As the British might say, how do we know that Martin wasn’t telling porkie pies?

The Latter Day Saints (Mormons) wrote a whole book on Walter Martin – a well-documented exposé entitled They Lie in Wait to Deceive (Volume 3). While I’ve no brief for the Mormons it’s a most entertaining read, and if only a fraction of the accusations made about Martin's honesty were true, I wouldn’t trust him further than I could have thrown him!

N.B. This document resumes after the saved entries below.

use async_trait::async_trait;
use rust_decimal::Decimal;
use serde::{Deserialize, Serialize};
use std::sync::Arc;

use super::pipeline::{PipelineResult, ValidationStage};
use crate::collaborators::{InventoryStore, RiskScorer};
use crate::domain::customer::RiskTier;
use crate::domain::order::{LineItem, Money, Order};

// ============================================================================
// Validation Stages
// ============================================================================

/// Shape of the order itself, no collaborators involved
pub struct StructuralCheck;

#[async_trait]
impl ValidationStage for StructuralCheck {
    fn name(&self) -> &'static str {
        "structural"
    }

    async fn check(&self, order: &Order) -> PipelineResult {
        if order.items().is_empty() {
            return PipelineResult::fail(self.name(), "order has no items");
        }
        if order.user_id().is_nil() {
            return PipelineResult::fail(self.name(), "order has no user");
        }
        if !order.is_virtual_only() && order.shipping_address.is_none() {
            return PipelineResult::fail(self.name(), "physical items require a shipping address");
        }
        // LineItem constructors already enforce this; deserialized orders bypass them
        if let Some(bad) = order
            .items()
            .iter()
            .find(|i| i.quantity() == 0 || i.unit_price() < Decimal::ZERO)
        {
            return PipelineResult::fail(
                self.name(),
                format!("invalid line for product {}", bad.product_id()),
            );
        }
        if order.checked_base_amount().is_none() {
            return PipelineResult::fail(self.name(), "order total is out of range");
        }
        PipelineResult::pass(self.name())
    }
}

/// Stock check per physical product, summed across lines
pub struct InventoryAvailability {
    inventory: Arc<dyn InventoryStore>,
}

impl InventoryAvailability {
    pub fn new(inventory: Arc<dyn InventoryStore>) -> Self {
        Self { inventory }
    }
}

#[async_trait]
impl ValidationStage for InventoryAvailability {
    fn name(&self) -> &'static str {
        "inventory"
    }

    async fn check(&self, order: &Order) -> PipelineResult {
        for (product_id, quantity) in LineItem::demand(&order.physical_items()) {
            match self.inventory.check_available(&product_id, quantity).await {
                Ok(true) => {}
                Ok(false) => {
                    return PipelineResult::fail(
                        self.name(),
                        format!("insufficient stock for {} (wanted {})", product_id, quantity),
                    );
                }
                Err(e) => {
                    return PipelineResult::fail(self.name(), format!("stock check failed: {}", e));
                }
            }
        }
        PipelineResult::pass(self.name())
    }
}

#[derive(Debug, Clone, PartialEq, Serialize, Deserialize)]
#[serde(default)]
pub struct RiskRules {
    pub max_quantity_per_line: u32,
    /// Medium-risk users are rejected above this base amount
    pub medium_risk_ceiling: Money,
    /// Nobody can place an order above this base amount
    pub max_order_amount: Money,
}

impl Default for RiskRules {
    fn default() -> Self {
        Self {
            max_quantity_per_line: 100,
            medium_risk_ceiling: Decimal::from(2_000),
            max_order_amount: Decimal::from(50_000),
        }
    }
}

pub struct RiskScreening {
    risk: Arc<dyn RiskScorer>,
    rules: RiskRules,
}

impl RiskScreening {
    pub fn new(risk: Arc<dyn RiskScorer>, rules: RiskRules) -> Self {
        Self { risk, rules }
    }
}

#[async_trait]
impl ValidationStage for RiskScreening {
    fn name(&self) -> &'static str {
        "risk"
    }

    async fn check(&self, order: &Order) -> PipelineResult {
        if let Some(bulk) = order
            .items()
            .iter()
            .find(|i| i.quantity() > self.rules.max_quantity_per_line)
        {
            return PipelineResult::fail(
                self.name(),
                format!(
                    "quantity {} of {} exceeds limit {}",
                    bulk.quantity(),
                    bulk.product_id(),
                    self.rules.max_quantity_per_line
                ),
            );
        }

        let amount = order.base_amount();
        if amount > self.rules.max_order_amount {
            return PipelineResult::fail(
                self.name(),
                format!("order amount {} exceeds limit {}", amount, self.rules.max_order_amount),
            );
        }

        let tier = match self.risk.score_user(order.user_id()).await {
            Ok(tier) => tier,
            Err(e) => return PipelineResult::fail(self.name(), format!("risk scoring failed: {}", e)),
        };
        tracing::debug!(order_id = %order.id(), user_id = %order.user_id(), tier = ?tier, "User risk scored");

        match tier {
            RiskTier::High => PipelineResult::fail(self.name(), "high-risk user"),
            RiskTier::Medium if amount > self.rules.medium_risk_ceiling => PipelineResult::fail(
                self.name(),
                format!(
                    "medium-risk user above ceiling {}",
                    self.rules.medium_risk_ceiling
                ),
            ),
            _ => PipelineResult::pass(self.name()),
        }
    }
}

// ============================================================================
// Unit Tests
// ============================================================================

So I can live with statements like “Martin claimed to have seen the original…” – but can we support an authoritative statement that he really did?



B. W. Schulz said...

Unless we have a sufficient, irrefutable reason to say he lied, we should take him at his word.

jerome said...

Fair enough. There will no-one alive from that time to confirm either way. I wouldn't have said he lied in actual print, just the fudge words that "he claimed..." The other story that went the rounds of course was that Martin stole the transcript. I don't believe that for a moment, because I am sure it would have surfaced (at a price) had anything like that happened, and there are tales of it being rediscovered in the Society's archives since then. I also suspect that should the transcript ever surface it will probably be a big disappointing anticlimax.

B. W. Schulz said...

The society still has it; though it's last verified reading was in 1991. Gone missing again. However, I do have a slight indication of where it was finally filed. Working on it. no promises of course.

jerome said...

All the best with that quest. Some years ago I made contact with descendants of Staunton, but no joy there, and could never trace descendants of Ross. I cannot think of anyone else who would have had a copy.

B. W. Schulz said...

I wrote to Ross' son back in 1972. He did not answer, probably due to age. There is supposed to be a collection of Lynch-Staunton's papers in a Canadian archive, but I couldn't locate them.

Anonymous said...

Agreeing to Gary; this helps so much putting things in the historical context about which I don´t know much.